Information is scarce, but the 1,700-seat1, 48,000-square-foot Governor’s Palace Theater appears to have opened in 19982 as part of the greater Governor’s Crossing Mall development. The building featured an impressive facade reminiscent of Biltmore, but appears to have fallen on hard times after only a few years3.

When it first opened, the Governor’s Palace Theater pulled out all the stops, hosting everything from elaborate musical productions to a live daytime game show emceed by none other than Bob Eubanks! For a while, it felt like the entertainment never stopped, but that golden era was short-lived. By 2007, the curtain had risen on a new act- Cirque de Chine, a two-hour showcase of Chinese acrobatics that transformed the rebranded Smoky Mountain Palace4.

The Smoky Mountain Palace’s final show seems to have been Thomas Kinkade’s Christmas of Life, a two-month, eighty-show experience that ran in 20155. It was the first new show at the renovated center, which had been vacant since about 20116. For a brief time, the Palace flickered back to life as if it were trying one last time to recapture the magic of its earliest days.

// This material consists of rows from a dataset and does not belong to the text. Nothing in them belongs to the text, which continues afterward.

//! Abstract surface of the vendor camera driver.
//!
//! The adapter never talks to driver libraries directly; everything it needs
//! from a camera is expressed by the [`Transport`] and [`Device`] traits so
//! sessions can run against real hardware bindings or the in-process
//! simulator alike.

pub mod runtime;
pub mod sim;

use std::fmt;
use std::path::Path;
use std::sync::Arc;

use thiserror::Error;

use crate::handoff::BufferRef;

/// Status codes a driver reports back, independent of any vendor numbering.
#[derive(Debug, Clone, Copy, PartialEq, Eq, Error)]
pub enum DeviceError {
    #[error("entity not found")]
    NotFound,
    #[error("invalid value")]
    InvalidValue,
    #[error("out of device resources")]
    Resources,
    #[error("device busy")]
    Busy,
    #[error("operation not supported")]
    Unsupported,
    #[error("device unreachable")]
    Unreachable,
    #[error("wrong feature type")]
    WrongType,
    #[error("timed out")]
    Timeout,
}

pub type DeviceResult<T> = Result<T, DeviceError>;

/// Identity of an opened camera.
#[derive(Debug, Clone)]
pub struct DeviceInfo {
    pub id: String,
    pub model: String,
    pub serial: String,
}

#[derive(Debug, Clone, Copy)]
pub struct ApiVersion {
    pub major: u32,
    pub minor: u32,
    pub patch: u32,
}

impl fmt::Display for ApiVersion {
    fn fmt(&self, f: &mut fmt::Formatter<'_>) -> fmt::Result {
        write!(f, "{}.{}.{}", self.major, self.minor, self.patch)
    }
}

/// Invoked on a driver-owned thread whenever a queued buffer has been filled.
pub type FrameCallback = Arc<dyn Fn(BufferRef) + Send + Sync>;

/// Driver library entry points shared by every camera it can open.
pub trait Transport: Send + Sync {
    /// Global driver startup; paired with [`Transport::shutdown`] through the
    /// process-wide refcount in [`runtime`].
    fn startup(&self) -> DeviceResult<()>;

    fn shutdown(&self);

    fn version(&self) -> ApiVersion;

    fn open(&self, id: &str) -> DeviceResult<Box<dyn Device>>;
}

/// One opened camera.
///
/// Features are addressed by their GenICam-style names; the typed accessors
/// keep float/int/enum/command confusion out of the callers.
pub trait Device: Send {
    fn info(&self) -> DeviceInfo;

    fn float_feature(&self, name: &str) -> DeviceResult<f64>;
    fn set_float_feature(&mut self, name: &str, value: f64) -> DeviceResult<()>;

    fn int_feature(&self, name: &str) -> DeviceResult<i64>;
    fn set_int_feature(&mut self, name: &str, value: i64) -> DeviceResult<()>;

    fn enum_feature(&self, name: &str) -> DeviceResult<String>;
    fn set_enum_feature(&mut self, name: &str, value: &str) -> DeviceResult<()>;

    /// (min, max) for an integer feature.
    fn int_range(&self, name: &str) -> DeviceResult<(i64, i64)>;

    /// Step between valid values of an integer feature.
    fn int_increment(&self, name: &str) -> DeviceResult<i64>;

    /// Currently selectable entries of an enumerated feature.
    fn enum_entries(&self, name: &str) -> DeviceResult<Vec<String>>;

    /// Fires an asynchronous command feature; completion is observed through
    /// [`Device::command_done`].
    fn run_command(&mut self, name: &str) -> DeviceResult<()>;
    fn command_done(&self, name: &str) -> DeviceResult<bool>;

    /// Bytes one frame occupies under the current device configuration.
    fn payload_size(&self) -> DeviceResult<usize>;

    /// Applies a vendor settings description wholesale.
    fn load_settings(&mut self, path: &Path) -> DeviceResult<()>;

    /// Registers a buffer's memory so capture may fill it.
    fn announce_buffer(&mut self, buffer: BufferRef) -> DeviceResult<()>;

    /// Releases the driver-side registration of an announced buffer.
    fn revoke_buffer(&mut self, buffer: &BufferRef) -> DeviceResult<()>;

    /// Hands an announced buffer to the capture engine; `callback` fires on
    /// the driver thread once the buffer is filled.
    fn queue_buffer(&mut self, buffer: BufferRef, callback: FrameCallback) -> DeviceResult<()>;

    fn start_capture(&mut self) -> DeviceResult<()>;
    fn end_capture(&mut self) -> DeviceResult<()>;

    /// Returns every buffer still sitting in the driver's capture queue.
    /// After this completes no further callbacks fire until buffers are
    /// queued again.
    fn flush_capture_queue(&mut self) -> DeviceResult<()>;

    fn close(&mut self);
}
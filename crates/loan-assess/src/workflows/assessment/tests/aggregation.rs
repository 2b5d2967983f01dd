use super::common::*;
use crate::workflows::assessment::domain::{DocumentTypeTag, SalaryComponent};
use crate::workflows::assessment::ProfileAggregator;

#[test]
fn folding_the_same_document_twice_is_idempotent_for_identity_fields() {
    let mut once = ProfileAggregator::new();
    once.fold(&doc("pan.pdf", pan_text()));
    let once = once.finish();

    let mut twice = ProfileAggregator::new();
    twice.fold(&doc("pan.pdf", pan_text()));
    twice.fold(&doc("pan.pdf", pan_text()));
    let twice = twice.finish();

    assert_eq!(once.identity, twice.identity);
    assert_eq!(once.identity.pan.as_deref(), Some("ABCDE1234F"));
    assert_eq!(once.identity.name.as_deref(), Some("RAVI KUMAR"));
    assert_eq!(once.identity.date_of_birth.as_deref(), Some("12/04/1988"));
}

#[test]
fn identity_fields_are_first_write_wins() {
    let mut aggregator = ProfileAggregator::new();
    aggregator.fold(&doc("pan.pdf", pan_text()));
    aggregator.fold(&doc(
        "pan-duplicate.pdf",
        "PAN : FGHIJ5678K\nName: SOMEONE ELSE\n01/01/1990",
    ));
    let profile = aggregator.finish();

    assert_eq!(profile.identity.pan.as_deref(), Some("ABCDE1234F"));
    assert_eq!(profile.identity.name.as_deref(), Some("RAVI KUMAR"));
}

#[test]
fn average_balance_is_last_write_wins() {
    let later_statement = "BANK STATEMENT\nAccount Summary\nAverage Balance : Rs. 50,000";

    let mut aggregator = ProfileAggregator::new();
    aggregator.fold(&doc("feb_statement.pdf", bank_statement_text()));
    aggregator.fold(&doc("mar_statement.pdf", later_statement));
    let profile = aggregator.finish();
    assert_eq!(profile.average_balance, Some(50_000));

    // Reverse order flips the winner.
    let mut aggregator = ProfileAggregator::new();
    aggregator.fold(&doc("mar_statement.pdf", later_statement));
    aggregator.fold(&doc("feb_statement.pdf", bank_statement_text()));
    let profile = aggregator.finish();
    assert_eq!(profile.average_balance, Some(45_210));
}

#[test]
fn statement_without_balance_keeps_prior_value() {
    let mut aggregator = ProfileAggregator::new();
    aggregator.fold(&doc("feb_statement.pdf", bank_statement_text()));
    aggregator.fold(&doc(
        "mar_statement.pdf",
        "BANK STATEMENT\n02/03 CAR LOAN EMI Rs. 9,000",
    ));
    let profile = aggregator.finish();

    assert_eq!(profile.average_balance, Some(45_210));
    assert_eq!(profile.obligations.len(), 2);
}

#[test]
fn salary_slips_cap_at_three_in_encounter_order() {
    let months = ["January", "February", "March", "April", "May"];
    let mut aggregator = ProfileAggregator::new();
    for month in months {
        let filename = format!("{}-slip.pdf", month.to_lowercase());
        aggregator.fold(&doc(&filename, &salary_slip_text(month)));
    }
    let profile = aggregator.finish();

    assert_eq!(profile.salary_slips.len(), 3);
    assert_eq!(profile.salary_slips[0].source, "january-slip.pdf");
    assert_eq!(profile.salary_slips[1].source, "february-slip.pdf");
    assert_eq!(profile.salary_slips[2].source, "march-slip.pdf");
}

#[test]
fn obligations_and_credits_concatenate_across_statements() {
    let mut aggregator = ProfileAggregator::new();
    aggregator.fold(&doc("feb_statement.pdf", bank_statement_text()));
    aggregator.fold(&doc(
        "mar_statement.pdf",
        "BANK STATEMENT\n02/03 CAR LOAN EMI Rs. 9,000\n07/03 SALARY CREDIT Rs. 85,500",
    ));
    let profile = aggregator.finish();

    assert_eq!(profile.obligations.len(), 2);
    assert_eq!(profile.salary_credits, vec![85_000, 85_500]);
}

#[test]
fn multi_tag_document_is_processed_by_every_matching_extractor() {
    let combined = "Pay Slip - June 2024\nEmployer: Acme Corp\nNet Pay : Rs. 52,000";

    let mut aggregator = ProfileAggregator::new();
    aggregator.fold(&doc("june.pdf", combined));
    let profile = aggregator.finish();

    assert_eq!(profile.salary_slips.len(), 1);
    assert_eq!(
        profile.salary_slips[0].components.get(&SalaryComponent::NetPay),
        Some(&52_000)
    );
    assert_eq!(profile.identity.employer.as_deref(), Some("Acme Corp"));
    assert!(profile.received.contains(&DocumentTypeTag::SalarySlip));
    assert!(profile.received.contains(&DocumentTypeTag::Employment));
}

#[test]
fn unclassified_documents_still_feed_the_combined_text_buffer() {
    let mut aggregator = ProfileAggregator::new();
    aggregator.fold(&doc("notes.txt", "handwritten remark with no signatures"));
    let profile = aggregator.finish();

    assert!(profile.received.is_empty());
    assert_eq!(profile.document_names, vec!["notes.txt".to_string()]);
    assert!(profile.combined_text.contains("handwritten remark"));
}
use chrono::NaiveDate;
use std::sync::Arc;

use crate::workflows::assessment::domain::DocumentText;
use crate::workflows::assessment::{AssessmentService, EligibilityConfig};

pub(super) fn assessed_on() -> NaiveDate {
    NaiveDate::from_ymd_opt(2024, 6, 1).expect("valid date")
}

pub(super) fn eligibility_config() -> EligibilityConfig {
    EligibilityConfig::default()
}

pub(super) fn build_service() -> AssessmentService {
    AssessmentService::new(eligibility_config())
}

pub(super) fn shared_service() -> Arc<AssessmentService> {
    Arc::new(build_service())
}

pub(super) fn doc(filename: &str, text: &str) -> DocumentText {
    DocumentText::new(filename.to_string(), text.to_string())
}

pub(super) fn pan_text() -> &'static str {
    "INCOME TAX DEPARTMENT GOVT. OF INDIA\n\
Permanent Account Number Card\n\
PAN : ABCDE1234F\n\
Name: RAVI KUMAR\n\
12/04/1988"
}

pub(super) fn aadhaar_text() -> &'static str {
    "Unique Identification Authority of India\n\
AADHAAR\n\
2345 6789 0123\n\
Address: 12 MG Road, Indiranagar\n\
BENGALURU 560038"
}

pub(super) fn salary_slip_text(month: &str) -> String {
    format!(
        "ACME TECHNOLOGIES\n\
Pay Slip - {month} 2024\n\
Basic : Rs. 45,000\n\
HRA : Rs. 18,000\n\
Special Allowance : Rs. 12,000\n\
PF : Rs. 5,400\n\
Gross Salary : Rs. 75,000\n\
Net Pay : Rs. 69,600"
    )
}

pub(super) fn bank_statement_text() -> &'static str {
    "HDFC BANK STATEMENT\n\
Account Summary\n\
01/02 HOME LOAN EMI Rs. 15,000\n\
05/02 SALARY CREDIT Rs. 85,000\n\
Average Balance : Rs. 45,210"
}

pub(super) fn form16_text() -> &'static str {
    "Form 16\n\
Certificate under Section 203 of the Income Tax Act\n\
Total Salary : Rs. 12,60,000\n\
Income chargeable under the head Salaries 11,40,000"
}

pub(super) fn cibil_text() -> &'static str {
    "CIBIL TransUnion\n\
Credit Score : 745\n\
Personal loan account closed, no outstanding"
}

pub(super) fn offer_letter_text() -> &'static str {
    "OFFER LETTER\n\
Employer: Acme Technologies Pvt Ltd\n\
Annual CTC Rs. 12,00,000"
}
/// Strip the artifacts OCR engines tend to leave behind (byte-order marks,
/// zero-width spaces, carriage returns) without touching line structure,
/// which the bank-statement and CIBIL extractors depend on.
pub(crate) fn scrub_text(value: &str) -> String {
    value.replace(['\u{feff}', '\u{200b}', '\r'], "")
}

A decade later, the grand Governor’s Palace Theater or Smoky Mountain Palace sits silent once again. The future of the once-bustling venue remains uncertain as a “For Sale” sign remains as a melancholy footnote to its showbiz past. A “Cirque” labelscar still crowns the building’s old stage fly. Time has not been kind to the structure: faded Thomas Kinkade banners still cling stubbornly to the marquee, plywood boards obscure its entryways, and the building’s elegant awnings sag shredded thanks to the relentless Smoky Mountain wind.

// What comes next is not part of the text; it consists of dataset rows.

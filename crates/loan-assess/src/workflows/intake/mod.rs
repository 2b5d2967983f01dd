//! Adapter for recognized-text exports produced by the text-acquisition
//! collaborator. The exchange format is a CSV with `File Name` and
//! `Recognized Text` columns, one row per uploaded file.

mod parser;

use crate::workflows::assessment::domain::DocumentText;
use std::io::Read;
use std::path::Path;

#[derive(Debug, thiserror::Error)]
pub enum BatchImportError {
    #[error("failed to read recognized-text export: {0}")]
    Io(#[from] std::io::Error),
    #[error("invalid recognized-text CSV data: {0}")]
    Csv(#[from] csv::Error),
}

pub struct DocumentBatchImporter;

impl DocumentBatchImporter {
    pub fn from_path<P: AsRef<Path>>(path: P) -> Result<Vec<DocumentText>, BatchImportError> {
        let file = std::fs::File::open(path)?;
        Self::from_reader(file)
    }

    pub fn from_reader<R: Read>(reader: R) -> Result<Vec<DocumentText>, BatchImportError> {
        Ok(parser::parse_documents(reader)?)
    }
}
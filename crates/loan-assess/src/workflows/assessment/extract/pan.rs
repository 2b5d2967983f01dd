use super::{DocumentFacts, PanFacts};
use once_cell::sync::Lazy;
use regex::Regex;

static PAN_NUMBER_RE: Lazy<Regex> =
    Lazy::new(|| Regex::new(r"[A-Z]{5}[0-9]{4}[A-Z]").expect("valid PAN pattern"));

// First-match-wins candidate name: a "Name:"-prefixed line. Known to pick
// up whatever caption OCR put on that line; kept deliberately crude.
static NAME_LINE_RE: Lazy<Regex> =
    Lazy::new(|| Regex::new(r"(?i)Name\s*[:\-]?\s*([A-Z][A-Z \.]{3,100})").expect("valid name pattern"));

static DOB_RE: Lazy<Regex> =
    Lazy::new(|| Regex::new(r"\d{2}/\d{2}/\d{4}").expect("valid dob pattern"));

pub(crate) fn extract(text: &str) -> DocumentFacts {
    let pan = PAN_NUMBER_RE
        .find(text)
        .map(|found| found.as_str().to_string());

    let name = NAME_LINE_RE
        .captures(text)
        .map(|captures| captures[1].trim().to_string());

    let date_of_birth = DOB_RE.find(text).map(|found| found.as_str().to_string());

    DocumentFacts::Pan(PanFacts {
        pan,
        name,
        date_of_birth,
    })
}
pub mod views;

use chrono::NaiveDate;

use super::domain::{ApplicantProfile, DocumentTypeTag};
use super::eligibility::EligibilityResult;
use super::income;
use views::{AssessmentReport, BankingSummaryView, DocumentStatusEntry, ReceiptStatus};

const SALARY_CREDIT_SAMPLE_LEN: usize = 3;

pub(crate) fn build_report(
    profile: &ApplicantProfile,
    eligibility: Option<&EligibilityResult>,
    assessed_on: NaiveDate,
) -> AssessmentReport {
    AssessmentReport {
        assessed_on,
        document_status: document_status(profile),
        banking: banking_summary(profile),
        probable_queries: probable_queries(profile),
        recommendation: recommendation(eligibility),
    }
}

fn document_status(profile: &ApplicantProfile) -> Vec<DocumentStatusEntry> {
    DocumentTypeTag::ordered()
        .into_iter()
        .map(|category| {
            let status = if profile.received.contains(&category) {
                ReceiptStatus::Received
            } else {
                ReceiptStatus::Pending
            };

            DocumentStatusEntry {
                category,
                category_label: category.label(),
                status,
                status_label: status.label(),
            }
        })
        .collect()
}

fn banking_summary(profile: &ApplicantProfile) -> BankingSummaryView {
    BankingSummaryView {
        salary_credit_sample: profile
            .salary_credits
            .iter()
            .take(SALARY_CREDIT_SAMPLE_LEN)
            .copied()
            .collect(),
        average_balance: profile.average_balance,
    }
}

fn probable_queries(profile: &ApplicantProfile) -> Vec<String> {
    let mut queries = Vec::new();

    if !profile.received.contains(&DocumentTypeTag::Pan) {
        queries.push("PAN copy missing - request PAN card.".to_string());
    }
    if !profile.received.contains(&DocumentTypeTag::Aadhaar) {
        queries.push("Aadhaar missing - request Aadhaar.".to_string());
    }
    if !profile.received.contains(&DocumentTypeTag::Form16) && profile.salary_slips.is_empty() {
        queries.push(
            "Salary proof not available - request Form-16 or 3 months salary slips.".to_string(),
        );
    }
    if income::total_existing_emi(profile) > 0 {
        queries.push("Provide loan statements for existing EMIs detected.".to_string());
    }

    queries.push("Provide last 3 months bank statements with salary credits highlighted.".to_string());
    queries.push("Provide employer letter / offer letter for verification if requested.".to_string());

    queries
}

fn recommendation(eligibility: Option<&EligibilityResult>) -> String {
    match eligibility {
        Some(result) if result.approx_max_loan > 0 => format!(
            "Applicant appears eligible for an approximate loan of Rs. {}. \
Recommend further verification of KYC and bank statements.",
            format_amount(result.approx_max_loan)
        ),
        _ => "Insufficient data to compute loan eligibility. Request additional documents."
            .to_string(),
    }
}

fn format_amount(value: u64) -> String {
    let digits = value.to_string();
    let mut grouped = String::with_capacity(digits.len() + digits.len() / 3);
    for (index, digit) in digits.chars().enumerate() {
        if index > 0 && (digits.len() - index) % 3 == 0 {
            grouped.push(',');
        }
        grouped.push(digit);
    }
    grouped
}

#[cfg(test)]
mod tests {
    use super::*;

    #[test]
    fn groups_amounts_in_thousands() {
        assert_eq!(format_amount(0), "0");
        assert_eq!(format_amount(999), "999");
        assert_eq!(format_amount(58_693_412), "58,693,412");
    }
}
use super::domain::DocumentTypeTag;
use once_cell::sync::Lazy;
use regex::Regex;
use std::collections::BTreeSet;

// Signatures are matched against the lower-cased document text and
// OR-combined per tag. Tags are not mutually exclusive; overlap is handled
// downstream by running every matching extractor.
static SIGNATURES: Lazy<Vec<(DocumentTypeTag, Regex)>> = Lazy::new(|| {
    const TAG_PATTERNS: &[(DocumentTypeTag, &str)] = &[
        (
            DocumentTypeTag::Pan,
            r"\bpan\b|income tax permanent account number|incometaxindiaefiling",
        ),
        (
            DocumentTypeTag::Aadhaar,
            r"\baadhaar\b|\baadhar\b|\buidai\b|\bunique identification|\b\d{4}\s\d{4}\s\d{4}\b",
        ),
        (
            DocumentTypeTag::SalarySlip,
            r"salary|salary slip|pay slip|net pay|gross salary|basic",
        ),
        (
            DocumentTypeTag::BankStatement,
            r"bank statement|account summary|debit|credit|available balance",
        ),
        (
            DocumentTypeTag::Form16,
            r"form-16|form 16|income tax|tds deducted",
        ),
        (
            DocumentTypeTag::Cibil,
            r"cibil|credit information|credit bureau|transunion|equifax|credit score",
        ),
        (
            DocumentTypeTag::Employment,
            r"offer letter|appointment letter|employment|employer",
        ),
        (
            DocumentTypeTag::Property,
            r"agreement|sale deed|property|valuation|registry",
        ),
    ];

    TAG_PATTERNS
        .iter()
        .map(|(tag, pattern)| (*tag, Regex::new(pattern).expect("valid signature pattern")))
        .collect()
});

/// Label a text blob with every matching document category. Absence of a
/// match is a normal empty result, never an error.
pub fn classify(text: &str) -> BTreeSet<DocumentTypeTag> {
    let lowered = text.to_lowercase();
    SIGNATURES
        .iter()
        .filter(|(_, signature)| signature.is_match(&lowered))
        .map(|(tag, _)| *tag)
        .collect()
}

/// The original upload flow also routed extractors off the declared file
/// name. Preserved as its own rule so the imprecision stays visible and
/// testable: a file called `march-salary.pdf` is treated as a salary slip
/// even when OCR mangled the slip heading.
pub fn filename_hints(filename: &str) -> BTreeSet<DocumentTypeTag> {
    let lowered = filename.to_lowercase();
    let mut hints = BTreeSet::new();

    if lowered.contains("form-16") || lowered.contains("form16") {
        hints.insert(DocumentTypeTag::Form16);
    }
    if lowered.contains("salary") {
        hints.insert(DocumentTypeTag::SalarySlip);
    }
    if lowered.contains("statement") {
        hints.insert(DocumentTypeTag::BankStatement);
    }
    if lowered.contains("cibil") {
        hints.insert(DocumentTypeTag::Cibil);
    }
    if lowered.contains("offer") || lowered.contains("appointment") {
        hints.insert(DocumentTypeTag::Employment);
    }

    hints
}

Today, the abandoned Governor’s Palace Theater stands like a monument to ambition and impermanence. What was once a glittering destination for visitors to the Smokies is now a hulking shell with a presence overshadowed by the neon glow of nearby attractions. The place was built to dazzle, and for a while, it did! In the wake of the Titanic and the Hatfields and McCoys just down the road, though, the crowds moved on, the lights went dark, and its story faded into memory.
Sources Cited
1 Wood, N.P. (2001, May 14). Defunct Sevier County Theater OWes Opryland Unit Almost $3 MLN., Suit Says. The Nashville Post. Web. Retrieved October 21, 2025.
2 179 Collier Drive (n.d.). Realtor.com. Web. Retrieved October 21, 2025.
3 Wood, N.P. (2001, May 14). Defunct Sevier County Theater Owes Opryland Unit Almost $3 MLN., Suit Says. The Nashville Post. Web. Retrieved October 21, 2025.
4 Cirque de Chine (2012, December 3). Inside Sevierville [Sevierville]. Web. Retrieved October 21, 2025.
5 Christmas show by Kinkade sets 80 performances (2015, October 15). The Mountain Press [Sevierville]. p. A3.
6 Michael, D. (2015, December 2). Reader raves about new holiday show. The Mountain Press [Sevierville]. p. A7.